Informed consent was provided by patients or legal representatives for patients unable to consent.

Data Availability Statement

Data are available from the corresponding author upon request.

Conflicts of Interest

G. Poulakou has received independent educational grants from Pfizer, MSD, Angelini and Biorad.
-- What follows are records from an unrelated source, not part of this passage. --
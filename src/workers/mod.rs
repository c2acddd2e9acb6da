// Copyright (c) 2025 Kirky.X
//
// Licensed under the MIT License
// See LICENSE file in the project root for full license information.

/// 工作器模块
///
/// 提供爬取任务的执行、有界工作池和结果收集
pub mod collector;
pub mod crawl_worker;
pub mod manager;
pub mod worker;

pub use worker::JobRunner;
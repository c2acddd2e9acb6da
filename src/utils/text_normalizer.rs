// Copyright (c) 2025 Kirky.X
//
// Licensed under the MIT License
// See LICENSE file in the project root for full license information.

use crate::utils::errors::ExtractionError;
use regex::Regex;

// A pictograph (or flag half / skin tone) followed by whatever glues an emoji
// sequence together. Keycaps go with their base character, lone selectors
// and keycap marks are dropped as well.
const EMOJI_PATTERN: &str = r"[0-9#*]\x{FE0F}?\x{20E3}|(?:[\p{Extended_Pictographic}\p{Regional_Indicator}\p{Emoji_Modifier}](?:[\x{FE0E}\x{FE0F}\x{20E3}\p{Emoji_Modifier}\x{E0020}-\x{E007F}]|\x{200D}[\p{Extended_Pictographic}\p{Regional_Indicator}])*)|[\x{FE0F}\x{20E3}]";

/// 文本规范化器
///
/// 移除文本中的表情符号，其余字符（包括首尾空白）原样保留
#[derive(Debug, Clone)]
pub struct TextNormalizer {
    pattern: Regex,
}

impl TextNormalizer {
    /// 编译表情符号匹配规则
    pub fn new() -> Result<Self, ExtractionError> {
        Ok(Self {
            pattern: Regex::new(EMOJI_PATTERN)?,
        })
    }

    /// 移除所有表情符号
    pub fn remove_emojis(&self, text: &str) -> String {
        self.pattern.replace_all(text, "").into_owned()
    }
}
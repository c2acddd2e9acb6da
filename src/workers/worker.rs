// Copyright (c) 2025 Kirky.X
//
// Licensed under the MIT License
// See LICENSE file in the project root for full license information.

use async_trait::async_trait;

/// 任务执行器trait
///
/// 工作池中的每个任务都由此执行，返回的后续任务按顺序进入队列
#[async_trait]
pub trait JobRunner: Send + Sync {
    type Job: Send + 'static;

    /// 执行一个任务
    async fn run(&self, job: Self::Job) -> Vec<Self::Job>;

    /// 获取执行器名称
    fn name(&self) -> &str;
}
// Copyright (c) 2025 Kirky.X
//
// Licensed under the MIT License
// See LICENSE file in the project root for full license information.

use crate::domain::models::category::PageCursor;
use crate::domain::models::item_record::ItemRecord;
use crate::domain::services::extraction_service::FieldExtractor;
use crate::domain::services::pagination::{PaginationWalker, StopReason, WalkStep};
use crate::engines::downloader::Downloader;
use crate::infrastructure::metrics::CrawlStats;
use crate::workers::worker::JobRunner;
use async_trait::async_trait;
use std::sync::Arc;
use tokio::sync::mpsc;
use tracing::{debug, info, warn};
use url::Url;

/// 爬取任务
#[derive(Debug, Clone)]
pub enum CrawlJob {
    /// 分类列表的某一页
    CategoryPage(PageCursor),
    /// 条目详情页，附带所属分类名称
    ItemPage { url: Url, category: Arc<str> },
}

/// 爬取执行器
///
/// 分类页派生条目任务和下一页任务，条目页生成记录并发送给结果收集器
pub struct CrawlWorker {
    downloader: Arc<Downloader>,
    walker: PaginationWalker,
    extractor: FieldExtractor,
    records: mpsc::UnboundedSender<ItemRecord>,
    stats: Arc<CrawlStats>,
}

impl CrawlWorker {
    pub fn new(
        downloader: Arc<Downloader>,
        walker: PaginationWalker,
        extractor: FieldExtractor,
        records: mpsc::UnboundedSender<ItemRecord>,
        stats: Arc<CrawlStats>,
    ) -> Self {
        Self {
            downloader,
            walker,
            extractor,
            records,
            stats,
        }
    }

    async fn category_page(&self, cursor: PageCursor) -> Vec<CrawlJob> {
        let url = match cursor.page_url() {
            Ok(url) => url,
            Err(e) => {
                warn!("Cannot build page {} of {}: {}", cursor.page, cursor.category.url, e);
                self.stats.record_truncation();
                return vec![];
            }
        };

        let outcome = self.downloader.fetch(&url).await;
        if outcome.is_ok() {
            self.stats.record_page_fetched();
        }

        match self.walker.advance(&cursor, outcome.as_ref()) {
            WalkStep::Continue {
                category_name,
                items,
                next,
            } => {
                debug!("{} yielded {} items", url, items.len());
                let category: Arc<str> = category_name.into();
                let mut jobs: Vec<CrawlJob> = items
                    .into_iter()
                    .map(|url| CrawlJob::ItemPage {
                        url,
                        category: Arc::clone(&category),
                    })
                    .collect();
                jobs.push(CrawlJob::CategoryPage(next));
                jobs
            }
            WalkStep::Stop(StopReason::EndOfListing { url }) => {
                info!("Stopping pagination: {} returned 404.", url);
                self.stats.record_pagination_stop();
                vec![]
            }
            WalkStep::Stop(StopReason::Truncated { url, reason }) => {
                warn!(
                    "Category '{}' truncated at {}: {}",
                    cursor.category.name, url, reason
                );
                self.stats.record_truncation();
                vec![]
            }
        }
    }

    async fn item_page(&self, url: Url, category: Arc<str>) {
        match self.downloader.fetch(&url).await {
            Ok(response) => {
                let record = self
                    .extractor
                    .extract(&response.url, &response.content, &category);
                self.stats.record_item();
                if self.records.send(record).is_err() {
                    warn!("Result collector closed, dropping record from {}", url);
                }
            }
            Err(e) => {
                warn!("Dropping item {}: {}", url, e);
                self.stats.record_item_failure();
            }
        }
    }
}

#[async_trait]
impl JobRunner for CrawlWorker {
    type Job = CrawlJob;

    async fn run(&self, job: CrawlJob) -> Vec<CrawlJob> {
        match job {
            CrawlJob::CategoryPage(cursor) => self.category_page(cursor).await,
            CrawlJob::ItemPage { url, category } => {
                self.item_page(url, category).await;
                vec![]
            }
        }
    }

    fn name(&self) -> &str {
        "crawl"
    }
}
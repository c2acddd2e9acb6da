// Copyright (c) 2025 Kirky.X
//
// Licensed under the MIT License
// See LICENSE file in the project root for full license information.

use crate::domain::models::item_record::ItemRecord;
use crate::domain::services::telegram_link::TelegramLinkResolver;
use crate::utils::errors::ExtractionError;
use crate::utils::text_normalizer::TextNormalizer;
use crate::utils::url_utils;
use scraper::{ElementRef, Html, Selector};
use url::Url;

const NAME_SELECTOR: &str = "body > div:nth-of-type(1) > main > div > div:nth-of-type(2) > div:nth-of-type(1) > div > div:nth-of-type(1) > h1";
const DESCRIPTION_SELECTOR: &str = "body > div:nth-of-type(1) > main > div > div:nth-of-type(4) > div:nth-of-type(1) > div:nth-of-type(1) > span";
const USER_COUNT_SELECTOR: &str = "body > div:nth-of-type(1) > main > div > div:nth-of-type(2) > div:nth-of-type(1) > div > div:nth-of-type(2) > span:nth-of-type(2) > span";
const IMAGE_SELECTOR: &str = "body > div:nth-of-type(1) > main > div > div:nth-of-type(3) > div img[src]";
const HEADING_SELECTOR: &str = "h3";
const LINK_SELECTOR: &str = "a[href]";

const LANGUAGES_HEADING: &str = "Interface languages";
const LINKS_HEADING: &str = "More links";

/// 条目字段
#[derive(Debug, Clone, Copy, PartialEq, Eq)]
pub enum Field {
    Name,
    Description,
    TelegramLink,
    UserCount,
    Language,
    UsefulLinks,
}

/// 字段缺失时的取值
///
/// 单值字段回退为 "Unknown"，多值字段回退为空字符串
pub const FIELD_FALLBACKS: [(Field, &str); 6] = [
    (Field::Name, "Unknown"),
    (Field::Description, ""),
    (Field::TelegramLink, "Unknown"),
    (Field::UserCount, "Unknown"),
    (Field::Language, ""),
    (Field::UsefulLinks, ""),
];

impl Field {
    pub fn fallback(self) -> &'static str {
        FIELD_FALLBACKS
            .iter()
            .find(|(field, _)| *field == self)
            .map(|(_, value)| *value)
            .unwrap_or_default()
    }

    fn or_fallback(self, value: Option<String>) -> String {
        value.unwrap_or_else(|| self.fallback().to_string())
    }
}

/// 编译CSS选择器，失败时返回启动错误
pub(crate) fn compile_selector(selector: &str) -> Result<Selector, ExtractionError> {
    Selector::parse(selector).map_err(|e| ExtractionError::InvalidSelector {
        selector: selector.to_string(),
        reason: e.to_string(),
    })
}

/// 字段提取器
///
/// 选择器和正则在构建时编译一次。每个字段独立提取，
/// 某个字段缺失不会影响其余字段
#[derive(Debug, Clone)]
pub struct FieldExtractor {
    name: Selector,
    description: Selector,
    user_count: Selector,
    images: Selector,
    heading: Selector,
    link: Selector,
    telegram: TelegramLinkResolver,
    normalizer: TextNormalizer,
}

impl FieldExtractor {
    pub fn new() -> Result<Self, ExtractionError> {
        Ok(Self {
            name: compile_selector(NAME_SELECTOR)?,
            description: compile_selector(DESCRIPTION_SELECTOR)?,
            user_count: compile_selector(USER_COUNT_SELECTOR)?,
            images: compile_selector(IMAGE_SELECTOR)?,
            heading: compile_selector(HEADING_SELECTOR)?,
            link: compile_selector(LINK_SELECTOR)?,
            telegram: TelegramLinkResolver::new()?,
            normalizer: TextNormalizer::new()?,
        })
    }

    /// 从条目页面提取一条记录
    ///
    /// # 参数
    ///
    /// * `page_url` - 条目页面URL，同时用于解析相对图片地址
    /// * `html` - 页面内容
    /// * `category` - 所属分类名称
    pub fn extract(&self, page_url: &Url, html: &str, category: &str) -> ItemRecord {
        let document = Html::parse_document(html);

        ItemRecord {
            name: Field::Name.or_fallback(self.name(&document)),
            description: Field::Description.or_fallback(self.description(&document)),
            telegram_link: Field::TelegramLink.or_fallback(self.telegram.find(&document)),
            source_url: page_url.to_string(),
            category: category.to_string(),
            user_count: Field::UserCount.or_fallback(self.user_count(&document)),
            language: Field::Language.or_fallback(self.language(&document)),
            useful_links: Field::UsefulLinks.or_fallback(self.useful_links(&document)),
            images: self.images(&document, page_url),
        }
    }

    fn name(&self, document: &Html) -> Option<String> {
        let h1 = document.select(&self.name).next()?;
        own_text(h1).next().map(|t| t.trim().to_string())
    }

    fn description(&self, document: &Html) -> Option<String> {
        let fragments: Vec<&str> = document
            .select(&self.description)
            .flat_map(own_text)
            .collect();
        if fragments.is_empty() {
            return None;
        }
        Some(fragments.join(" ").trim().to_string())
    }

    fn user_count(&self, document: &Html) -> Option<String> {
        let span = document.select(&self.user_count).next()?;
        let text = own_text(span).next()?;
        Some(self.normalizer.remove_emojis(text).trim().to_string())
    }

    fn language(&self, document: &Html) -> Option<String> {
        let languages: Vec<&str> = self
            .siblings_after(document, LANGUAGES_HEADING, "span")
            .flat_map(own_text)
            .collect();
        if languages.is_empty() {
            return None;
        }
        let joined = languages.join(", ");
        Some(self.normalizer.remove_emojis(&joined).trim().to_string())
    }

    fn useful_links(&self, document: &Html) -> Option<String> {
        let links: Vec<&str> = self
            .siblings_after(document, LINKS_HEADING, "ul")
            .flat_map(|ul| ul.select(&self.link))
            .filter_map(|a| a.value().attr("href"))
            .collect();
        if links.is_empty() {
            return None;
        }
        Some(links.join(", "))
    }

    fn images(&self, document: &Html, page_url: &Url) -> Vec<String> {
        document
            .select(&self.images)
            .filter_map(|img| img.value().attr("src"))
            .map(|src| {
                let absolute = url_utils::resolve_url(page_url, src)
                    .map(|u| u.to_string())
                    .unwrap_or_else(|_| src.to_string());
                image_formula(&absolute)
            })
            .collect()
    }

    /// 标题文字包含 `heading_text` 的 h3 之后、名为 `tag` 的兄弟元素
    fn siblings_after<'a>(
        &'a self,
        document: &'a Html,
        heading_text: &'a str,
        tag: &'a str,
    ) -> impl Iterator<Item = ElementRef<'a>> + 'a {
        document
            .select(&self.heading)
            .filter(move |h3| own_text(*h3).any(|t| t.contains(heading_text)))
            .flat_map(|h3| h3.next_siblings().filter_map(ElementRef::wrap))
            .filter(move |sibling| sibling.value().name() == tag)
    }
}

/// 元素自身的文本节点（不含子元素）
fn own_text<'a>(element: ElementRef<'a>) -> impl Iterator<Item = &'a str> + 'a {
    element
        .children()
        .filter_map(|child| child.value().as_text())
        .map(|text| &**text)
}

/// 表格中渲染图片的公式
pub fn image_formula(url: &str) -> String {
    format!("=IMAGE(\"{}\"; 4; 200; 100)", url)
}

#[cfg(test)]
#[path = "extraction_service_test.rs"]
mod tests;
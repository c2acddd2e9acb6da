// Copyright (c) 2025 Kirky.X
//
// Licensed under the MIT License
// See LICENSE file in the project root for full license information.

use async_trait::async_trait;
use findmini_crawler::application::use_cases::crawl_use_case::CrawlUseCase;
use findmini_crawler::config::settings::Settings;
use findmini_crawler::domain::models::sheet_plan::SheetWritePlan;
use findmini_crawler::domain::repositories::sheet_destination::{
    DestinationError, SheetDestination,
};
use findmini_crawler::engines::downloader::Downloader;
use findmini_crawler::engines::reqwest_engine::ReqwestEngine;
use parking_lot::Mutex;
use std::sync::Arc;

/// 记录每次写入的表格目标
pub struct RecordingDestination {
    usable: bool,
    pub writes: Mutex<Vec<SheetWritePlan>>,
}

impl RecordingDestination {
    pub fn usable() -> Arc<Self> {
        Arc::new(Self {
            usable: true,
            writes: Mutex::new(Vec::new()),
        })
    }

    pub fn unusable() -> Arc<Self> {
        Arc::new(Self {
            usable: false,
            writes: Mutex::new(Vec::new()),
        })
    }

    pub fn write_count(&self) -> usize {
        self.writes.lock().len()
    }
}

#[async_trait]
impl SheetDestination for RecordingDestination {
    fn is_usable(&self) -> bool {
        self.usable
    }

    async fn write_batch(&self, plan: &SheetWritePlan) -> Result<(), DestinationError> {
        self.writes.lock().push(plan.clone());
        Ok(())
    }
}

/// 指向测试服务器、关闭节流的配置
pub fn test_settings(server_uri: &str, overrides: &[(&str, &str)]) -> Settings {
    let start_url = format!("{}/category/", server_uri);
    let mut all: Vec<(&str, &str)> = vec![
        ("crawler.start_url", start_url.as_str()),
        ("crawler.concurrent_requests", "4"),
        ("crawler.download_timeout_secs", "5"),
        ("throttle.enabled", "false"),
        ("throttle.download_delay_secs", "0"),
        ("retry.max_retries", "2"),
        ("retry.initial_backoff_ms", "1"),
        ("retry.max_backoff_ms", "5"),
    ];
    all.extend_from_slice(overrides);
    Settings::from_overrides(&all).unwrap()
}

pub fn use_case(
    settings: &Settings,
    destination: Arc<RecordingDestination>,
) -> CrawlUseCase<RecordingDestination> {
    let engine = Arc::new(ReqwestEngine::new().unwrap());
    let downloader = Arc::new(Downloader::new(engine, settings));
    CrawlUseCase::new(downloader, destination, settings).unwrap()
}

/// 种子页面，链接位于 main 的第一个 div 中
pub fn seed_page(links: &[(&str, &str)]) -> String {
    let anchors: String = links
        .iter()
        .map(|(href, name)| format!(r#"<a href="{}">{}</a>"#, href, name))
        .collect();
    format!(
        "<html><body><div><main><div>{}</div><div><a href=\"/category/ignored/\">x</a></div></main></div></body></html>",
        anchors
    )
}

/// 分类页面，条目链接位于 main 的第三个 div 中
pub fn category_page(heading: &str, items: &[&str]) -> String {
    let anchors: String = items
        .iter()
        .map(|href| format!(r#"<div><a href="{}">app</a></div>"#, href))
        .collect();
    format!(
        "<html><body><div><main><h1>{}</h1><div>filters</div><div>featured</div><div>{}</div></main></div></body></html>",
        heading, anchors
    )
}

/// 条目页面
pub fn item_page(name: &str) -> String {
    format!(
        r#"<html><body><div><main><div>
            <div>nav</div>
            <div><div><div>
                <div><h1>{name}</h1></div>
                <div><span>Users</span><span><span>👥 12K</span></span></div>
            </div></div></div>
            <div><div><img src="/media/{name}.png"></div></div>
            <div><div><div><span>About {name}</span></div></div></div>
            <div>
                <h3>Interface languages</h3><span>English</span>
                <h3>More links</h3><ul><li><a href="https://example.org/{name}">site</a></li></ul>
            </div>
            <button onclick="window.open('https://t.me/{name}_bot','_blank')">Open</button>
        </div></main></div></body></html>"#,
        name = name
    )
}
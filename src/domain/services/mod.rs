// Copyright (c) 2025 Kirky.X
//
// Licensed under the MIT License
// See LICENSE file in the project root for full license information.

/// 领域服务模块
///
/// 该模块包含爬取流程中不涉及I/O的业务逻辑：
/// - 批量输出（batch_sink）：运行结束时把结果集一次写入表格
/// - 链接发现（crawl_service）：分类链接、条目链接和分类名称
/// - 字段提取（extraction_service）：从条目页面生成记录
/// - 分页（pagination）：根据抓取结果决定继续还是停止
/// - Telegram链接（telegram_link）：解析按钮中的 `window.open` 调用
pub mod batch_sink;
pub mod crawl_service;
pub mod extraction_service;
pub mod pagination;
pub mod telegram_link;
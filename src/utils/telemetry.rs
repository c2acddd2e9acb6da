// Copyright (c) 2025 Kirky.X
//
// Licensed under the MIT License
// See LICENSE file in the project root for full license information.

use crate::config::settings::LoggingSettings;
use tracing_subscriber::{layer::SubscriberExt, util::SubscriberInitExt, EnvFilter};

/// 初始化日志
///
/// `RUST_LOG` 优先，未设置时使用配置中的过滤器
pub fn init_telemetry(settings: &LoggingSettings) {
    let filter =
        EnvFilter::try_from_default_env().unwrap_or_else(|_| settings.filter.as_str().into());
    let registry = tracing_subscriber::registry().with(filter);

    if settings.json {
        registry.with(tracing_subscriber::fmt::layer().json()).init();
    } else {
        registry.with(tracing_subscriber::fmt::layer()).init();
    }
}
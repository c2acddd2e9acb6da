// Copyright 2025 Kirky.X
//
// Licensed under the Apache License, Version 2.0 (the "License");
// you may not use this file except in compliance with the License.
// You may obtain a copy of the License at
//
//     http://www.apache.org/licenses/LICENSE-2.0
//
// Unless required by applicable law or agreed to in writing, software
// distributed under the License is distributed on an "AS IS" BASIS,
// WITHOUT WARRANTIES OR CONDITIONS OF ANY KIND, either express or implied.
// See the License for the specific language governing permissions and
// limitations under the License.

use async_trait::async_trait;
use std::time::Duration;
use thiserror::Error;
use url::Url;

/// 引擎错误类型
#[derive(Error, Debug)]
pub enum EngineError {
    /// 请求失败
    #[error("Request failed: {0}")]
    RequestFailed(#[from] reqwest::Error),
    /// 超时
    #[error("Timeout after {0:?}")]
    Timeout(Duration),
    /// 服务端返回的可重试状态码
    #[error("Unexpected HTTP status {0}")]
    HttpStatus(u16),
    /// 其他错误
    #[error("Other error: {0}")]
    Other(String),
}

impl EngineError {
    /// 判断错误是否可重试
    ///
    /// # 返回值
    ///
    /// 超时、连接失败和服务端错误返回true，其他返回false
    pub fn is_retryable(&self) -> bool {
        match self {
            EngineError::RequestFailed(e) => {
                e.is_timeout()
                    || e.is_connect()
                    || e.is_request()
                    || e.is_body()
                    || e.status().is_some_and(|s| s.is_server_error())
            }
            EngineError::Timeout(_) => true,
            EngineError::HttpStatus(status) => crate::utils::retry_policy::is_retryable_status(*status),
            EngineError::Other(_) => false,
        }
    }
}

/// 抓取请求
#[derive(Debug, Clone)]
pub struct FetchRequest {
    /// 目标URL
    pub url: Url,
    /// 超时时间
    pub timeout: Duration,
    /// 本次请求使用的User-Agent
    pub user_agent: String,
}

/// 抓取响应
#[derive(Debug, Clone)]
pub struct FetchResponse {
    /// HTTP状态码
    pub status_code: u16,
    /// 最终URL（跟随重定向后）
    pub url: Url,
    /// 响应内容
    pub content: String,
    /// 响应耗时
    pub response_time: Duration,
}

impl FetchResponse {
    /// 是否为2xx响应
    pub fn is_success(&self) -> bool {
        (200..300).contains(&self.status_code)
    }
}

/// 抓取引擎特质
#[async_trait]
pub trait FetchEngine: Send + Sync {
    /// 执行抓取，任何HTTP状态码都作为响应返回
    async fn fetch(&self, request: &FetchRequest) -> Result<FetchResponse, EngineError>;

    /// 引擎名称
    fn name(&self) -> &'static str;
}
H. Milionis reports receiving honoraria, consulting fees and non-financial support from healthcare companies, including Amgen, Angelini, Bayer, Mylan, MSD, Pfizer and Servier. G. N. Dalekos is an advisor or lecturer for Ipsen, Pfizer, Genkyotex, Novartis and Sobi; received research grants from Abbvie and Gilead; and has served as PI in studies for Abbvie, Novartis, Gilead, Novo Nordisk, Genkyotex, Regulus Therapeutics Inc., Tiziana Life Sciences, Bayer, Astellas, Pfizer, Amyndas Pharmaceuticals, CymaBay Therapeutics Inc., Sobi and Intercept Pharmaceuticals. E. J. Giamarellos-Bourboulis has received honoraria from Abbott CH, bioMérieux, Brahms GmbH, GSK, InflaRx GmbH, Sobi and XBiotech Inc; independent educational grants from Abbott CH, AxisShield, bioMérieux Inc, InflaRx GmbH, Johnson & Johnson, MSD, Sobi and XBiotech Inc.; and funding from the Horizon2020 Marie-Curie Project European Sepsis Academy (granted to the National and Kapodistrian University of Athens) and the Horizon 2020 European Grants ImmunoSep and RISKinCOVID (granted to the Hellenic Institute for the Study of Sepsis). The other authors do not have any competing interest to declare.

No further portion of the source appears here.